To obtain the maximum field oil recovery (FOR) and CO(2) sequestration ratio (CSR), it is imperative to optimize the CO(2) injection and liquid production rate. However, previous studies ignore the geomechanical risks indeed. Therefore, a hybrid optimization framework was designed that combines artificial intelligence methods (Support Vector Regression with the Gaussian kernel, Gaussian-SVR or Long Short-Term Memory, LSTM) and multi-objective optimization algorithms (multiple objective particle swarm optimization, MOPSO or Non-dominated Sorting Genetic Algorithm II, NSGA-II) to find the optimal CO(2) injection and production strategies under different water cut.
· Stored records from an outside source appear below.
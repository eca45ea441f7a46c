//! Runner Game state and core entity types
//!
//! Entities are plain data records; the systems in `tick` operate over
//! them. The session state machine is `Idle -> Running -> GameOver`, with
//! explicit start/reset actions driving the transitions.

use glam::Vec2;
use rand::{Rng, SeedableRng};
use rand_pcg::Pcg32;

use crate::palette::{Rgb, Theme};
use crate::tuning::*;

use super::background::Skyline;

/// Session phase
#[derive(Debug, Clone, Copy, PartialEq, Eq)]
pub enum Phase {
    /// Not yet started, or after an explicit reset
    Idle,
    /// Active session
    Running,
    /// Collision ended the session; start begins a fresh one
    GameOver,
}

/// The raccoon. Single instance, integrated every tick.
#[derive(Debug, Clone)]
pub struct Player {
    /// Top-left corner (px, screen coordinates)
    pub pos: Vec2,
    pub size: Vec2,
    /// Vertical velocity (px/tick, positive = down)
    pub vel_y: f32,
    /// Airborne flag; blocks double jumps
    pub jumping: bool,
}

impl Player {
    /// New player resting on the ground
    pub fn new(ground: f32) -> Self {
        Self {
            pos: Vec2::new(PLAYER_X, ground - PLAYER_HEIGHT),
            size: Vec2::new(PLAYER_WIDTH, PLAYER_HEIGHT),
            vel_y: 0.0,
            jumping: false,
        }
    }

    /// Jump request; a no-op while airborne
    pub fn jump(&mut self) {
        if !self.jumping {
            self.vel_y = JUMP_VELOCITY;
            self.jumping = true;
        }
    }

    /// One fixed-step gravity integration, clamped at the ground
    pub fn integrate(&mut self, ground: f32) {
        self.vel_y += GRAVITY;
        self.pos.y += self.vel_y;
        if self.pos.y + self.size.y > ground {
            self.pos.y = ground - self.size.y;
            self.vel_y = 0.0;
            self.jumping = false;
        }
    }
}

/// A trash can. Spawned at the right edge, scrolled left each tick,
/// destroyed off the left edge.
#[derive(Debug, Clone)]
pub struct Obstacle {
    /// Left edge (px)
    pub x: f32,
    pub width: f32,
    pub height: f32,
    /// Set exactly once, when the trailing edge crosses the player
    pub passed: bool,
    /// Can body color, from a random hue at creation
    pub body: Rgb,
    /// Lid color, a darker shade of the same hue
    pub lid: Rgb,
}

impl Obstacle {
    /// Spawn a can at `right_edge` sized for the current difficulty.
    /// Dark mode adds a flat height bonus on top of the difficulty scaling.
    pub fn spawn(right_edge: f32, difficulty: f32, theme: Theme, rng: &mut impl Rng) -> Self {
        let width = rng.random_range(OBSTACLE_WIDTH_MIN..OBSTACLE_WIDTH_MAX);
        let height = OBSTACLE_HEIGHT_BASE
            + rng.random_range(0.0..OBSTACLE_HEIGHT_JITTER)
            + difficulty * OBSTACLE_HEIGHT_PER_DIFFICULTY
            + obstacle_height_bonus(theme);
        let hue = rng.random_range(0.0..360.0);
        Self {
            x: right_edge,
            width,
            height,
            passed: false,
            body: Rgb::from_hsl(hue, 0.35, 0.45),
            lid: Rgb::from_hsl(hue, 0.35, 0.30),
        }
    }

    /// Top edge given the ground level
    pub fn top(&self, ground: f32) -> f32 {
        ground - self.height
    }

    /// True once fully past the left edge
    pub fn offscreen(&self) -> bool {
        self.x + self.width < 0.0
    }
}

/// Complete Runner Game state for one canvas
#[derive(Debug)]
pub struct GameState {
    pub phase: Phase,
    /// Monotonic while running; reset at session start
    pub score: u32,
    /// Horizontal world scroll per tick (px)
    pub speed: f32,
    /// Real-valued difficulty level, steps by 0.5 every 5 points
    pub difficulty: f32,
    /// Current spawn countdown (ms)
    pub spawn_interval_ms: f64,
    /// Timestamp of the last spawn (ms)
    pub last_spawn_ms: f64,
    pub obstacles: Vec<Obstacle>,
    pub player: Player,
    /// Scrolling skyline; persists across sessions so restarting does not
    /// flicker the backdrop
    pub skyline: Skyline,
    pub width: f32,
    pub height: f32,
    /// Ground level (y of the ground line)
    pub ground: f32,
    /// Session seed for reproducibility
    pub seed: u64,
    pub(crate) rng: Pcg32,
}

impl GameState {
    pub fn new(width: f32, height: f32, seed: u64) -> Self {
        let ground = height - GROUND_HEIGHT;
        let mut rng = Pcg32::seed_from_u64(seed);
        let skyline = Skyline::generate(width, ground, &mut rng);
        Self {
            phase: Phase::Idle,
            score: 0,
            speed: START_SPEED,
            difficulty: 0.0,
            spawn_interval_ms: START_INTERVAL_MS,
            last_spawn_ms: 0.0,
            obstacles: Vec::new(),
            player: Player::new(ground),
            skyline,
            width,
            height,
            ground,
            seed,
            rng,
        }
    }

    /// Begin a session: resets score, speed, difficulty, obstacles and the
    /// player, then transitions to `Running`. Valid from `Idle` and
    /// `GameOver`; a no-op while already running.
    pub fn start(&mut self, now_ms: f64) {
        if self.phase == Phase::Running {
            return;
        }
        self.score = 0;
        self.speed = START_SPEED;
        self.difficulty = 0.0;
        self.spawn_interval_ms = START_INTERVAL_MS;
        self.last_spawn_ms = now_ms;
        self.obstacles.clear();
        self.player = Player::new(self.ground);
        self.phase = Phase::Running;
        log::info!("session started (seed {})", self.seed);
    }

    /// Explicit reset back to `Idle`; clears the session like `start` but
    /// leaves the loop stopped.
    pub fn reset(&mut self) {
        self.score = 0;
        self.speed = START_SPEED;
        self.difficulty = 0.0;
        self.spawn_interval_ms = START_INTERVAL_MS;
        self.obstacles.clear();
        self.player = Player::new(self.ground);
        self.phase = Phase::Idle;
    }
}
With this framework, the largest oil recovery and CO(2) storage under the lowest fault slip displacement (FSD) can be obtained simultaneously. In this framework, Latin hypercube sampling (LHS) is used to produce the samples for training and testing for cases with water cut 0.7, 0.8, 0.9 and 0.95, and the corresponding results are obtained from numerical simulations. Thus, Gaussian-SVR and LSTM are trained as the proxy model to substitute the numerical simulator. Thus, the MOPSO and NSGA-II are utilized to determine the Pareto Front of the optimum result and work schedules. A synthetic case reservoir model with high-water cut and one fault is employed to test the robustness of this framework. The results show that compared with FOR and CSR, due to the serious nonlinearity, the training and prediction of FSD with the proxy model are not very good. The prediction errors increase with the water cut, and when the field water cut is larger than 0.9, the practical requirements (± 20% errors) are not yet met. In general, the performance of proxy model with LSTM is superior to the Gaussian-SVR. The solutions obtained from the Pareto optimal set for the NSGA-II algorithm exhibit faster convergence, better superiority and reliability than MOPSO. As the rise of water cut, the optimal average field gas injection rate (FGIR) decreases, while the average field liquid production rate (FLPR) increases. The novelty of this work mainly lies in the consideration of fault slip during CO(2) injection for multi-objective optimization in high-water cut oil reservoirs, which can provide some guidance for the design of schemes.